Folding kinetics of a lattice protein via a forward flux sampling approach

We implement a forward flux sampling approach [R. J. Allen , J. Chem. Phys. 124, 194111 (2006)] for calculating transition rate constants and for sampling paths of protein folding events. The algorithm generates trajectories for the transition between the unfolded and folded states as chains of partially connected paths, which can be used to obtain the transition-state ensemble and the properties that characterize these intermediates. We apply this approach to Monte Carlo simulations of a model lattice protein in open space and in confined spaces of varying dimensions. We study the effect of confinement on both protein thermodynamic stability and folding kinetics; the former by mapping free-energy landscapes and the latter by the determination of rate constants and mechanistic details of the folding pathway. Our results show that, for the range of temperatures where the native state is stable, confinement of a protein destabilizes the unfolded state by reducing its entropy, resulting in increased thermodynamic stability of the folded state. Relative to the folding in open space, we find that the kinetics can be accelerated at temperatures above the temperature at which the unconfined protein folds fastest and that the rate constant increases with the number of constrained dimensions.
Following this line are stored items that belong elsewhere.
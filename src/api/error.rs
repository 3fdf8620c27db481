use thiserror::Error;

/// Rejected simulation input. The engine itself never fails; everything it
/// cannot sensibly model is turned away here first.
#[derive(Debug, Clone, PartialEq, Error)]
pub enum ConfigError {
    #[error("timeHorizon must be between {min} and {max}, got {value}")]
    TimeHorizonOutOfRange { value: u32, min: u32, max: u32 },

    #[error("at least one scenario is required")]
    NoScenarios,

    #[error("at most {max} scenarios are supported, got {count}")]
    TooManyScenarios { count: usize, max: usize },

    #[error("scenario {scenario}: at most {max} funds are supported, got {count}")]
    TooManyFunds {
        scenario: String,
        count: usize,
        max: usize,
    },

    #[error("duplicate scenario id {0}")]
    DuplicateScenarioId(String),

    #[error("scenario {scenario}: duplicate fund id {fund}")]
    DuplicateFundId { scenario: String, fund: String },

    #[error("{field} must be a finite number >= 0, got {value}")]
    InvalidAmount { field: String, value: f64 },

    #[error("{field} must be between {min} and {max}, got {value}")]
    ReturnOutOfRange {
        field: String,
        value: f64,
        min: f64,
        max: f64,
    },

    #[error("{field} must be between 0 and 100, got {value}")]
    PercentOutOfRange { field: String, value: f64 },

    #[error("{field}: year {year} is outside 1..={horizon}")]
    YearOutOfRange {
        field: String,
        year: u32,
        horizon: u32,
    },
}

#[derive(Debug, Error)]
pub enum ServeError {
    #[error("I/O error: {0}")]
    Io(#[from] std::io::Error),

    #[error("invalid payload JSON: {0}")]
    Json(#[from] serde_json::Error),

    #[error(transparent)]
    Config(#[from] ConfigError),
}
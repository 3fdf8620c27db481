//! Capital-gains tax over a projection: gains accumulate unrealized until a
//! realization year sells everything, and each year without a sale adds to an
//! exemption carryover that the next sale consumes.

use super::types::{
    ScenarioProjection, TaxProjection, TaxRules, TaxSettings, TaxYearResult, pct_fraction,
    saturate,
};

/// State carried from one tax year to the next.
#[derive(Debug, Clone, Copy, Default, PartialEq)]
pub struct TaxState {
    pub cumulative_unrealized_gains: f64,
    pub carryover_exemption: f64,
}

impl TaxState {
    /// Applies one year's gain. A realization year with a positive balance
    /// sells everything and clears both balance and carryover. A year without
    /// realization grows the carryover up to the cap. A realization year on a
    /// non-positive balance leaves the carryover untouched.
    pub fn advance(
        self,
        year: u32,
        yearly_gain: f64,
        is_realization_year: bool,
        tax_rate_pct: f64,
        rules: &TaxRules,
    ) -> (TaxState, TaxYearResult) {
        let cumulative = saturate(self.cumulative_unrealized_gains + yearly_gain);
        let available_exemption = rules.base_exemption + self.carryover_exemption;

        let mut result = TaxYearResult {
            year,
            yearly_gain,
            cumulative_unrealized_gains: cumulative,
            carryover_exemption: self.carryover_exemption,
            available_exemption,
            is_realization_year,
            realized_gains: 0.0,
            taxable_gains: 0.0,
            tax_due: 0.0,
            exemption_used: 0.0,
        };

        let next = if is_realization_year && cumulative > 0.0 {
            let realized_gains = cumulative;
            let taxable_gains = (realized_gains - available_exemption).max(0.0);
            result.realized_gains = realized_gains;
            result.exemption_used = realized_gains.min(available_exemption);
            result.taxable_gains = taxable_gains;
            result.tax_due = taxable_gains * pct_fraction(tax_rate_pct);
            result.cumulative_unrealized_gains = 0.0;

            tracing::trace!(
                year,
                realized_gains,
                taxable_gains,
                tax_due = result.tax_due,
                "realized gains"
            );
            TaxState::default()
        } else if is_realization_year {
            TaxState {
                cumulative_unrealized_gains: cumulative,
                carryover_exemption: self.carryover_exemption,
            }
        } else {
            TaxState {
                cumulative_unrealized_gains: cumulative,
                carryover_exemption: (self.carryover_exemption + rules.carryover_per_year)
                    .min(rules.max_carryover)
                    .max(0.0),
            }
        };

        result.carryover_exemption = next.carryover_exemption;
        (next, result)
    }
}

/// Tax projection over `(year, gain)` pairs, independent of how the gains were produced.
pub fn project_tax_from_gains(
    gains: impl IntoIterator<Item = (u32, f64)>,
    settings: &TaxSettings,
    rules: &TaxRules,
) -> TaxProjection {
    let (_, projection) = gains.into_iter().fold(
        (TaxState::default(), TaxProjection::default()),
        |(state, mut projection), (year, gain)| {
            let (next, result) = state.advance(
                year,
                gain,
                settings.is_realization_year(year),
                settings.tax_rate_pct,
                rules,
            );
            projection.total_tax_paid = saturate(projection.total_tax_paid + result.tax_due);
            projection.total_exemption_used += result.exemption_used;
            projection.years.push(result);
            (next, projection)
        },
    );
    projection
}

pub fn project_tax_with_rules(
    projection: &ScenarioProjection,
    settings: &TaxSettings,
    rules: &TaxRules,
) -> TaxProjection {
    let gains = projection.years.iter().map(|y| (y.year, y.total_net_return));
    let tax = project_tax_from_gains(gains, settings, rules);
    tracing::debug!(
        scenario = %projection.scenario_id,
        realization_years = settings.realization_years.len(),
        total_tax_paid = tax.total_tax_paid,
        "projected tax"
    );
    tax
}

pub fn project_tax(projection: &ScenarioProjection, settings: &TaxSettings) -> TaxProjection {
    project_tax_with_rules(projection, settings, &TaxRules::default())
}
mod config;
mod error;

use std::io::Read;
use std::net::SocketAddr;
use std::path::Path;
use std::sync::Arc;

use axum::{
    Router,
    extract::{Json, State},
    http::{HeaderValue, StatusCode, header},
    response::{IntoResponse, Response},
    routing::{get, post},
};
use serde::Serialize;
use tokio::net::TcpListener;

pub use config::{
    Cli, FundPayload, ProjectPayload, ScenarioPayload, TaxSettingsPayload, build_simulation,
    default_cli,
};
pub use error::{ConfigError, ServeError};

use crate::core::{
    AllocationSummary, ChartData, FundCostSummary, ScenarioProjection, Simulation, TaxProjection,
    TaxRules, YearlyRow, allocation_summary, chart_data, fund_cost_summaries, project_simulation,
    yearly_rows,
};

#[derive(Debug, Serialize)]
#[serde(rename_all = "camelCase")]
pub struct ScenarioReport {
    pub projection: ScenarioProjection,
    pub tax: TaxProjection,
    pub effective_tax_rate_pct: f64,
    pub allocation: AllocationSummary,
    pub funds: Vec<FundCostSummary>,
    pub chart: ChartData,
    pub rows: Vec<YearlyRow>,
}

#[derive(Debug, Serialize)]
#[serde(rename_all = "camelCase")]
pub struct ProjectResponse {
    pub initial_capital: f64,
    pub time_horizon: u32,
    pub tax_rules: TaxRules,
    pub scenarios: Vec<ScenarioReport>,
}

#[derive(Debug, Serialize)]
struct ErrorResponse {
    error: String,
}

#[derive(Debug, Serialize)]
struct HealthResponse {
    status: &'static str,
}

pub fn build_project_response(simulation: &Simulation) -> ProjectResponse {
    let scenarios = project_simulation(simulation)
        .into_iter()
        .zip(&simulation.scenarios)
        .enumerate()
        .map(|(idx, (outcome, scenario))| ScenarioReport {
            effective_tax_rate_pct: outcome.tax.effective_rate_pct(),
            allocation: allocation_summary(simulation, idx),
            funds: fund_cost_summaries(scenario),
            chart: chart_data(&outcome.projection),
            rows: yearly_rows(&outcome.projection, Some(&outcome.tax)),
            projection: outcome.projection,
            tax: outcome.tax,
        })
        .collect();

    ProjectResponse {
        initial_capital: simulation.initial_capital,
        time_horizon: simulation.time_horizon,
        tax_rules: simulation.tax_rules,
        scenarios,
    }
}

/// Parses a payload, projects it and returns the response as JSON.
pub fn project_json(cli: &Cli, json: &str, pretty: bool) -> Result<String, ServeError> {
    let payload = serde_json::from_str::<ProjectPayload>(json)?;
    let simulation = build_simulation(cli, payload)?;
    let response = build_project_response(&simulation);
    let body = if pretty {
        serde_json::to_string_pretty(&response)?
    } else {
        serde_json::to_string(&response)?
    };
    Ok(body)
}

/// Same as [`project_json`] reading the payload from `path`, or stdin when `path` is `-`.
pub fn project_file(cli: &Cli, path: &Path, pretty: bool) -> Result<String, ServeError> {
    let json = if path == Path::new("-") {
        let mut buf = String::new();
        std::io::stdin().read_to_string(&mut buf)?;
        buf
    } else {
        std::fs::read_to_string(path)?
    };
    tracing::info!(input = %path.display(), bytes = json.len(), "projecting payload");
    project_json(cli, &json, pretty)
}

pub fn router(cli: Cli) -> Router {
    Router::new()
        .route("/health", get(health_handler))
        .route("/api/defaults", get(defaults_handler))
        .route("/api/project", post(project_handler))
        .fallback(not_found_handler)
        .with_state(Arc::new(cli))
}

pub async fn run_http_server(port: u16, cli: Cli) -> Result<(), ServeError> {
    let addr = SocketAddr::from(([0, 0, 0, 0], port));
    let listener = TcpListener::bind(addr).await?;
    tracing::info!(%addr, "fundcast HTTP API listening");
    tracing::info!("Local access: http://127.0.0.1:{port}/api/defaults");

    axum::serve(listener, router(cli)).await?;
    Ok(())
}

async fn health_handler() -> Response {
    json_response(StatusCode::OK, HealthResponse { status: "ok" })
}

async fn defaults_handler(State(cli): State<Arc<Cli>>) -> Response {
    match build_simulation(&cli, ProjectPayload::default()) {
        Ok(simulation) => json_response(StatusCode::OK, simulation),
        Err(e) => {
            tracing::error!(error = %e, "server defaults do not form a valid simulation");
            error_response(StatusCode::INTERNAL_SERVER_ERROR, &e.to_string())
        }
    }
}

async fn project_handler(
    State(cli): State<Arc<Cli>>,
    Json(payload): Json<ProjectPayload>,
) -> Response {
    project_handler_impl(&cli, payload)
}

async fn not_found_handler() -> Response {
    error_response(StatusCode::NOT_FOUND, "Not found")
}

fn project_handler_impl(cli: &Cli, payload: ProjectPayload) -> Response {
    let simulation = match build_simulation(cli, payload) {
        Ok(simulation) => simulation,
        Err(e) => {
            tracing::warn!(error = %e, "rejected projection payload");
            return error_response(StatusCode::BAD_REQUEST, &e.to_string());
        }
    };

    tracing::info!(
        scenarios = simulation.scenarios.len(),
        horizon = simulation.time_horizon,
        "projecting simulation"
    );
    json_response(StatusCode::OK, build_project_response(&simulation))
}

fn json_response<T: Serialize>(status: StatusCode, body: T) -> Response {
    let mut response = (status, Json(body)).into_response();
    response
        .headers_mut()
        .insert(header::CACHE_CONTROL, HeaderValue::from_static("no-store"));
    response
}

fn error_response(status: StatusCode, msg: &str) -> Response {
    json_response(
        status,
        ErrorResponse {
            error: msg.to_string(),
        },
    )
}

#[cfg(test)]
mod tests {
    use super::*;

    const EPS: f64 = 1e-6;

    fn assert_approx(actual: f64, expected: f64) {
        assert!(
            (actual - expected).abs() <= EPS,
            "expected {expected}, got {actual}"
        );
    }

    const TWO_SCENARIO_JSON: &str = r#"{
      "initialCapital": 100000,
      "timeHorizon": 10,
      "scenarios": [
        {
          "id": "cheap",
          "name": "Index",
          "funds": [{ "id": "idx", "name": "Index", "unitPrice": 100, "quantity": 1000, "yearlyReturnPct": 5 }],
          "taxSettings": { "taxRatePct": 30, "realizationYears": [10] }
        },
        {
          "id": "active",
          "name": "Active",
          "funds": [{
            "id": "act", "name": "Active", "unitPrice": 100, "quantity": 1000, "yearlyReturnPct": 5,
            "costs": { "entryFeePct": 3, "managementFeePct": 1.5, "performanceFeePct": 20 }
          }],
          "exitCosts": [{ "year": 1, "exitFeePct": 5 }]
        }
      ]
    }"#;

    #[test]
    fn project_json_reports_every_scenario() {
        let json = project_json(&default_cli(), TWO_SCENARIO_JSON, false).expect("valid payload");
        let value: serde_json::Value = serde_json::from_str(&json).expect("valid JSON");

        let scenarios = value["scenarios"].as_array().expect("scenarios array");
        assert_eq!(scenarios.len(), 2);
        assert_eq!(scenarios[0]["projection"]["scenarioId"], "cheap");
        assert_eq!(scenarios[1]["projection"]["scenarioId"], "active");

        let final_value = scenarios[0]["projection"]["finalValue"]
            .as_f64()
            .expect("finalValue");
        assert!((final_value - 162_889.46).abs() < 0.01);
        let tax_paid = scenarios[0]["tax"]["totalTaxPaid"].as_f64().expect("tax");
        assert!((tax_paid - 14_366.84).abs() < 0.01);

        let active_costs = scenarios[1]["projection"]["totalCostsPaid"]
            .as_f64()
            .expect("totalCostsPaid");
        assert!(active_costs > 0.0);
        assert_eq!(scenarios[1]["chart"]["labels"][0], "Start");
        assert_eq!(scenarios[1]["rows"].as_array().map(Vec::len), Some(10));
    }

    #[test]
    fn response_serialization_contains_expected_fields() {
        let json = project_json(&default_cli(), TWO_SCENARIO_JSON, false).expect("valid payload");
        for key in [
            "\"initialCapital\"",
            "\"taxRules\"",
            "\"baseExemption\"",
            "\"endValueAfterCosts\"",
            "\"totalNetReturn\"",
            "\"cumulativeValue\"",
            "\"exitCostPct\"",
            "\"costsPct\"",
            "\"cumulativeUnrealizedGains\"",
            "\"isRealizationYear\"",
            "\"effectiveTaxRatePct\"",
            "\"fullyAllocated\"",
            "\"fundValues\"",
            "\"totalCostPct\"",
            "\"netAfterTax\"",
        ] {
            assert!(json.contains(key), "missing {key}");
        }
    }

    #[test]
    fn build_project_response_carries_allocation_summary() {
        let payload =
            serde_json::from_str::<ProjectPayload>(TWO_SCENARIO_JSON).expect("payload parses");
        let simulation = build_simulation(&default_cli(), payload).expect("valid payload");
        let response = build_project_response(&simulation);

        assert_eq!(response.time_horizon, 10);
        assert_eq!(response.tax_rules, TaxRules::default());
        let allocation = response.scenarios[0].allocation;
        assert_approx(allocation.allocated, 100_000.0);
        assert_approx(allocation.remaining, 0.0);
        assert!(allocation.fully_allocated);

        let active_funds = &response.scenarios[1].funds;
        assert_eq!(active_funds.len(), 1);
        assert_eq!(active_funds[0].fund_id, "act");
        assert_approx(active_funds[0].total_cost_pct, 24.5);

        // 97_000 after entry fee, +4_850 growth, -1_527.75 management, -970 performance
        let first_row = response.scenarios[1].rows[0];
        assert_approx(first_row.end_value_after_costs, 99_352.25);
        assert_approx(first_row.exit_cost, 4_967.6125);
        assert_approx(first_row.net_after_tax, first_row.value_after_exit);
    }

    #[test]
    fn project_json_rejects_invalid_json_and_config() {
        let err = project_json(&default_cli(), "{ not json", false).expect_err("bad json");
        assert!(matches!(err, ServeError::Json(_)));

        let err = project_json(&default_cli(), r#"{ "timeHorizon": 2 }"#, false)
            .expect_err("bad horizon");
        assert!(matches!(
            err,
            ServeError::Config(ConfigError::TimeHorizonOutOfRange { value: 2, .. })
        ));
    }

    #[test]
    fn project_handler_maps_config_errors_to_bad_request() {
        let payload = ProjectPayload {
            time_horizon: Some(40),
            ..ProjectPayload::default()
        };
        let response = project_handler_impl(&default_cli(), payload);
        assert_eq!(response.status(), StatusCode::BAD_REQUEST);
        assert_eq!(
            response.headers().get(header::CACHE_CONTROL),
            Some(&HeaderValue::from_static("no-store"))
        );

        let response = project_handler_impl(&default_cli(), ProjectPayload::default());
        assert_eq!(response.status(), StatusCode::OK);
    }

    #[tokio::test]
    async fn fallback_and_health_handlers_respond() {
        assert_eq!(not_found_handler().await.status(), StatusCode::NOT_FOUND);
        assert_eq!(health_handler().await.status(), StatusCode::OK);
        let defaults = defaults_handler(State(Arc::new(default_cli()))).await;
        assert_eq!(defaults.status(), StatusCode::OK);
    }
}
By examining the statistical properties of the transition-state ensemble, we detect signs of a classical nucleation folding mechanism for a core of native contacts formed at an early stage of the process. This nucleus acts as folding foci and is composed of those residues that have higher probability to form native contacts in the transition-state intermediates, which can vary depending on the confinement conditions of the system. (c) 2006 American Institute of Physics.